▶ **What to work on**
Reproduce exactly the lines from the line containing "#[cfg(test)]" through the end of the records below, including both ends, and nothing else.

BEGIN Extracted information

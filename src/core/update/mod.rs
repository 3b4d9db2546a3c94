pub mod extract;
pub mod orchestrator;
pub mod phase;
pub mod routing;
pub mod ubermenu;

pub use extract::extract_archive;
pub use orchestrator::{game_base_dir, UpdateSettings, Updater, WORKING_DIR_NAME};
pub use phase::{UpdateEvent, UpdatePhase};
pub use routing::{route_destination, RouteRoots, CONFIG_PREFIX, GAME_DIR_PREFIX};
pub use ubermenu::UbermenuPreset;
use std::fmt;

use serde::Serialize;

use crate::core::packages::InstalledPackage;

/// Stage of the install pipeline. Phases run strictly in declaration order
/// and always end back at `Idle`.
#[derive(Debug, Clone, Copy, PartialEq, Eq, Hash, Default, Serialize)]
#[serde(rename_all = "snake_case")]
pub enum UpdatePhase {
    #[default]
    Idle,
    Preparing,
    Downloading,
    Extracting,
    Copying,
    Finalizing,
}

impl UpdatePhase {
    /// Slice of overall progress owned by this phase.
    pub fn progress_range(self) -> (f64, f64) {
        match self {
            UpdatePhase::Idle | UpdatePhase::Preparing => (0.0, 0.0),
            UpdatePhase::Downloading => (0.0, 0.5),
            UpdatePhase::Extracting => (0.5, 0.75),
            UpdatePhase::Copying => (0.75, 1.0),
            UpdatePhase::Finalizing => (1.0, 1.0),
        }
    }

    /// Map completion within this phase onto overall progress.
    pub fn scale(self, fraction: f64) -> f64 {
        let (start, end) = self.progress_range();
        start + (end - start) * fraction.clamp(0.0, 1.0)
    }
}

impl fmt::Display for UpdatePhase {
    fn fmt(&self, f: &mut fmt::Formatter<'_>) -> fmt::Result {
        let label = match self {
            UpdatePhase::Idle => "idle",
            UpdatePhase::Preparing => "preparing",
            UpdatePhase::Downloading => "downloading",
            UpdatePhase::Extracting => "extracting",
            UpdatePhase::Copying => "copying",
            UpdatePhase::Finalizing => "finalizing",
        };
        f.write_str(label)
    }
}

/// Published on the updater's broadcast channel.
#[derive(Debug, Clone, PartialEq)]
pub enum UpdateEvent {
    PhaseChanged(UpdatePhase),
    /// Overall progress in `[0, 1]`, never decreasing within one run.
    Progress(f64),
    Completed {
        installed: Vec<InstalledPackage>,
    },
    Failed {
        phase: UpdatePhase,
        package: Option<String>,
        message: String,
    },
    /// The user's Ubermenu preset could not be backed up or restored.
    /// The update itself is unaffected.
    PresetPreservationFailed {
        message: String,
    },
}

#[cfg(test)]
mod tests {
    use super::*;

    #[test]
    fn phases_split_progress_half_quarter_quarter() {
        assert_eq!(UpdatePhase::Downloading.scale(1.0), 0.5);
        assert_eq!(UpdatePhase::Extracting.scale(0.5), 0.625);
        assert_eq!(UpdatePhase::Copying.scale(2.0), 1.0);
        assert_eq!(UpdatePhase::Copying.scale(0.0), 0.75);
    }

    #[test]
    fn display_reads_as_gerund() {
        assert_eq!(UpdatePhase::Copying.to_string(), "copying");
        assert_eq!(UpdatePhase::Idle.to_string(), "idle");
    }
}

END Extracted information

▶ **Answer space**
#[cfg(test)]
mod tests {
    use super::*;

    #[test]
    fn phases_split_progress_half_quarter_quarter() {
        assert_eq!(UpdatePhase::Downloading.scale(1.0), 0.5);
        assert_eq!(UpdatePhase::Extracting.scale(0.5), 0.625);
        assert_eq!(UpdatePhase::Copying.scale(2.0), 1.0);
        assert_eq!(UpdatePhase::Copying.scale(0.0), 0.75);
    }

    #[test]
    fn display_reads_as_gerund() {
        assert_eq!(UpdatePhase::Copying.to_string(), "copying");
        assert_eq!(UpdatePhase::Idle.to_string(), "idle");
    }
}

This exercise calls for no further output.